Oleh karena itu, Holing menjadi pusat pendidikan agama Budha. Holing memiliki
seorang pendeta yang bernama Jnanabhadra. Hal itu menyebabkan masyarakat Holing
mayoritas beragama Budha. Pada suatu hari, seorang pendeta Budha dari Cina
berkeinginan menuntut ilmu di Holing. Pendeta itu bernama Hou-ei-Ning. Ia pergi
ke Holing untuk menerjemahkan kitab Hinayana dari bahasa sansekerta ke bahasa
Cina.
v Budaya
Mayoritas
masyarakatnya memeluk agama budha begitu juga dengan kebudayaanya banyak di
pengaruhi oleh budaya india.
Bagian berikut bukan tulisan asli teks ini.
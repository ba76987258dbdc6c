// SPDX-License-Identifier: MPL-2.0
//! Carousel content items.

use std::path::{Path, PathBuf};

/// One entry of the carousel.
#[derive(Debug, Clone, PartialEq, Eq)]
pub enum CarouselItem {
    /// An image file shown in its ring slot and, when focused, in the center.
    Image(PathBuf),
    /// An opaque content card; the center shows its title and description.
    Content { title: String, description: String },
}

impl CarouselItem {
    pub fn image(path: impl Into<PathBuf>) -> Self {
        Self::Image(path.into())
    }

    pub fn content(title: impl Into<String>, description: impl Into<String>) -> Self {
        Self::Content {
            title: title.into(),
            description: description.into(),
        }
    }

    #[must_use]
    pub fn image_path(&self) -> Option<&Path> {
        match self {
            Self::Image(path) => Some(path),
            Self::Content { .. } => None,
        }
    }

    /// Short human label: the file name for images, the title for content.
    #[must_use]
    pub fn label(&self) -> String {
        match self {
            Self::Image(path) => path
                .file_name()
                .and_then(|name| name.to_str())
                .map_or_else(|| path.display().to_string(), String::from),
            Self::Content { title, .. } => title.clone(),
        }
    }
}

impl From<PathBuf> for CarouselItem {
    fn from(path: PathBuf) -> Self {
        Self::Image(path)
    }
}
Selain agamanya yang lekat dan kental banyak
tercampur dan terpengaruh dengan adat istiadat kebudayaan orang india hal ini
juga berpengaruh pada Ratu Sima karena menerima dengan baik kebudayaan india
masuk di kerajaan Holing.
Kisah lokal
Terdapat kisah yang
berkembang di Jawa Tengah utara mengenai seorang Maharani legendaris yang
menjunjung tinggi prinsip keadilan dan kebenaran dengan keras tanpa pandang
bulu. Kisah legenda ini bercerita mengenai Ratu Shima yang mendidik rakyatnya
agar selalu berlaku jujur dan menindak keras kejahatan pencurian.
Ia menerapkan hukuman
yang keras yaitu pemotongan tangan bagi siapa saja yang mencuri. Pada suatu
ketika seorang raja dari seberang lautan mendengar mengenai kemashuran rakyat
kerajaan Kalingga yang terkenal jujur dan taat hukum. Untuk mengujinya ia
meletakkan sekantung uang emas di persimpangan jalan dekat pasar. Tak ada
sorang pun rakyat Kalingga yang berani menyentuh apalagi mengambil barang yang
bukan miliknya. Hingga tiga tahun kemudian kantung itu disentuh oleh putra
mahkota dengan kakinya. Ratu Shima demi menjunjung hukum menjatuhkan hukuman
mati kepada putranya. Dewan menteri memohon agar Ratu mengampuni kesalahan
putranya. Karena kaki sang pangeranlah yang menyentuh barang yang bukan
miliknya, maka sang pangeran dijatuhi hukuman dipotong kakinya.
Peninggalan Kerajaan
Ho-ling atau kerajaan Kaling (Kalingga) adalah Prasasti Tukmas dan Prasasti
Sojomerto :
Prasasti Tukmas
Prasasti Tukmas di ditemukan di lereng barat Gunung
Merapi tepatnya di Dusun Dakawu, Desa Lebak, Kecamatan Grabag Magelang di Jawa
Tengah. Prasasti bertuliskan huruf Pallawa yang berbahasa Sanskerta. Prasasti
menyebutkan tentang mata air yang bersih dan jernih. Sungai yang mengalir dari
sumber air tersebut disamakan dengan Sungai Gangga di India. Pada prasasti itu
ada gambar-gambar seperti trisula, kendi, kapak, kelasangka, cakra dan bunga
teratai yang merupakan lambang keeratan hubungan manusia dengan dewa-dewa
Hindu.
Prasasti Sojomerto
Prasasti Sojomerto ditemukan di Desa Sojomerto,
Kecamatan Reban, Kabupaten Batang, Jawa Tengah. Prasasti ini beraksara Kawi dan
berbahasa Melayu Kuna dan berasal dari sekitar abad ke-7 masehi. Prasasti ini
bersifat keagamaan Siwais. Isi prasasti memuat keluarga dari tokoh utamanya,
Dapunta Selendra, yaitu ayahnya bernama Santanu, ibunya bernama Bhadrawati,
sedangkan istrinya bernama Sampula. Dapunta Selendra adalah cikal-bakal
raja-raja keturunan Wangsa Sailendra yang berkuasa di Kerajaan Mataram Hindu.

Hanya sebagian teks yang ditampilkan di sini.